Content starts

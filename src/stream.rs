//! Live MJPEG detection feed.
//!
//! Each iteration captures one frame, runs the shared detector on it, draws
//! boxes and `label conf%` text onto the frame in place, JPEG-encodes it and
//! writes it as one `multipart/x-mixed-replace` part. Live frames never touch
//! the result store or the history ledger.
//!
//! The loop ends when capture fails, when a write fails (the client went
//! away), or when the cancel flag is raised. Production is capped at the
//! camera's `target_fps`.

use std::io::Write;
use std::sync::atomic::{AtomicBool, Ordering};
use std::time::{Duration, Instant};

use anyhow::Result;

use crate::annotate::{draw_detections, AnnotationStyle};
use crate::camera::FrameSource;
use crate::detect::{run_detector, InferenceParams, SharedDetector};
use crate::pipeline::encode_jpeg;

/// Multipart boundary token used by the feed.
pub const BOUNDARY: &str = "frame";

pub fn content_type() -> String {
    format!("multipart/x-mixed-replace; boundary={BOUNDARY}")
}

/// Wrap one JPEG as a multipart part.
pub fn mjpeg_part(jpeg: &[u8]) -> Vec<u8> {
    let header = format!("--{BOUNDARY}\r\nContent-Type: image/jpeg\r\n\r\n");
    let mut part = Vec::with_capacity(header.len() + jpeg.len() + 2);
    part.extend_from_slice(header.as_bytes());
    part.extend_from_slice(jpeg);
    part.extend_from_slice(b"\r\n");
    part
}

#[derive(Clone, Copy, Debug, PartialEq, Eq)]
pub enum StopReason {
    CaptureFailed,
    ClientGone,
    Cancelled,
}

#[derive(Clone, Copy, Debug, PartialEq, Eq)]
pub struct StreamStats {
    pub frames_sent: u64,
    pub reason: StopReason,
}

pub struct LiveStream<'a> {
    detector: &'a SharedDetector,
    params: InferenceParams,
    min_interval: Duration,
    cancel: &'a AtomicBool,
}

impl<'a> LiveStream<'a> {
    pub fn new(
        detector: &'a SharedDetector,
        params: InferenceParams,
        target_fps: u32,
        cancel: &'a AtomicBool,
    ) -> Self {
        Self {
            detector,
            params,
            min_interval: frame_interval(target_fps),
            cancel,
        }
    }

    /// Stream until capture fails, the sink fails, or cancellation.
    ///
    /// Errors from detection or encoding are returned; the sink has already
    /// received every complete part sent before them.
    pub fn run<S: FrameSource + ?Sized, W: Write>(
        &self,
        source: &mut S,
        sink: &mut W,
    ) -> Result<StreamStats> {
        let mut frames_sent = 0u64;
        let style = AnnotationStyle::live();
        loop {
            if self.cancel.load(Ordering::SeqCst) {
                return Ok(stats(frames_sent, StopReason::Cancelled));
            }
            let started = Instant::now();

            let mut frame = match source.next_frame() {
                Ok(frame) => frame,
                Err(err) => {
                    log::info!("live feed: capture failed, ending stream: {}", err);
                    return Ok(stats(frames_sent, StopReason::CaptureFailed));
                }
            };

            let result = run_detector(self.detector, &frame, self.params)?;
            draw_detections(&mut frame, &result, &style);
            let part = mjpeg_part(&encode_jpeg(&frame)?);

            if let Err(err) = sink.write_all(&part).and_then(|_| sink.flush()) {
                log::debug!("live feed: client write failed: {}", err);
                return Ok(stats(frames_sent, StopReason::ClientGone));
            }
            frames_sent += 1;

            let elapsed = started.elapsed();
            if elapsed < self.min_interval {
                std::thread::sleep(self.min_interval - elapsed);
            }
        }
    }
}

fn stats(frames_sent: u64, reason: StopReason) -> StreamStats {
    StreamStats {
        frames_sent,
        reason,
    }
}

fn frame_interval(target_fps: u32) -> Duration {
    if target_fps == 0 {
        Duration::ZERO
    } else {
        Duration::from_secs(1) / target_fps
    }
}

Content ends

### Task brief
Write out the whole listing once more, exactly as it reads.

### Response to the exercise
filename src/stream.rs
//! Live MJPEG detection feed.
//!
//! Each iteration captures one frame, runs the shared detector on it, draws
//! boxes and `label conf%` text onto the frame in place, JPEG-encodes it and
//! writes it as one `multipart/x-mixed-replace` part. Live frames never touch
//! the result store or the history ledger.
//!
//! The loop ends when capture fails, when a write fails (the client went
//! away), or when the cancel flag is raised. Production is capped at the
//! camera's `target_fps`.

use std::io::Write;
use std::sync::atomic::{AtomicBool, Ordering};
use std::time::{Duration, Instant};

use anyhow::Result;

use crate::annotate::{draw_detections, AnnotationStyle};
use crate::camera::FrameSource;
use crate::detect::{run_detector, InferenceParams, SharedDetector};
use crate::pipeline::encode_jpeg;

/// Multipart boundary token used by the feed.
pub const BOUNDARY: &str = "frame";

pub fn content_type() -> String {
    format!("multipart/x-mixed-replace; boundary={BOUNDARY}")
}

/// Wrap one JPEG as a multipart part.
pub fn mjpeg_part(jpeg: &[u8]) -> Vec<u8> {
    let header = format!("--{BOUNDARY}\r\nContent-Type: image/jpeg\r\n\r\n");
    let mut part = Vec::with_capacity(header.len() + jpeg.len() + 2);
    part.extend_from_slice(header.as_bytes());
    part.extend_from_slice(jpeg);
    part.extend_from_slice(b"\r\n");
    part
}

#[derive(Clone, Copy, Debug, PartialEq, Eq)]
pub enum StopReason {
    CaptureFailed,
    ClientGone,
    Cancelled,
}

#[derive(Clone, Copy, Debug, PartialEq, Eq)]
pub struct StreamStats {
    pub frames_sent: u64,
    pub reason: StopReason,
}

pub struct LiveStream<'a> {
    detector: &'a SharedDetector,
    params: InferenceParams,
    min_interval: Duration,
    cancel: &'a AtomicBool,
}

impl<'a> LiveStream<'a> {
    pub fn new(
        detector: &'a SharedDetector,
        params: InferenceParams,
        target_fps: u32,
        cancel: &'a AtomicBool,
    ) -> Self {
        Self {
            detector,
            params,
            min_interval: frame_interval(target_fps),
            cancel,
        }
    }

    /// Stream until capture fails, the sink fails, or cancellation.
    ///
    /// Errors from detection or encoding are returned; the sink has already
    /// received every complete part sent before them.
    pub fn run<S: FrameSource + ?Sized, W: Write>(
        &self,
        source: &mut S,
        sink: &mut W,
    ) -> Result<StreamStats> {
        let mut frames_sent = 0u64;
        let style = AnnotationStyle::live();
        loop {
            if self.cancel.load(Ordering::SeqCst) {
                return Ok(stats(frames_sent, StopReason::Cancelled));
            }
            let started = Instant::now();

            let mut frame = match source.next_frame() {
                Ok(frame) => frame,
                Err(err) => {
                    log::info!("live feed: capture failed, ending stream: {}", err);
                    return Ok(stats(frames_sent, StopReason::CaptureFailed));
                }
            };

            let result = run_detector(self.detector, &frame, self.params)?;
            draw_detections(&mut frame, &result, &style);
            let part = mjpeg_part(&encode_jpeg(&frame)?);

            if let Err(err) = sink.write_all(&part).and_then(|_| sink.flush()) {
                log::debug!("live feed: client write failed: {}", err);
                return Ok(stats(frames_sent, StopReason::ClientGone));
            }
            frames_sent += 1;

            let elapsed = started.elapsed();
            if elapsed < self.min_interval {
                std::thread::sleep(self.min_interval - elapsed);
            }
        }
    }
}

fn stats(frames_sent: u64, reason: StopReason) -> StreamStats {
    StreamStats {
        frames_sent,
        reason,
    }
}

fn frame_interval(target_fps: u32) -> Duration {
    if target_fps == 0 {
        Duration::ZERO
    } else {
        Duration::from_secs(1) / target_fps
    }
}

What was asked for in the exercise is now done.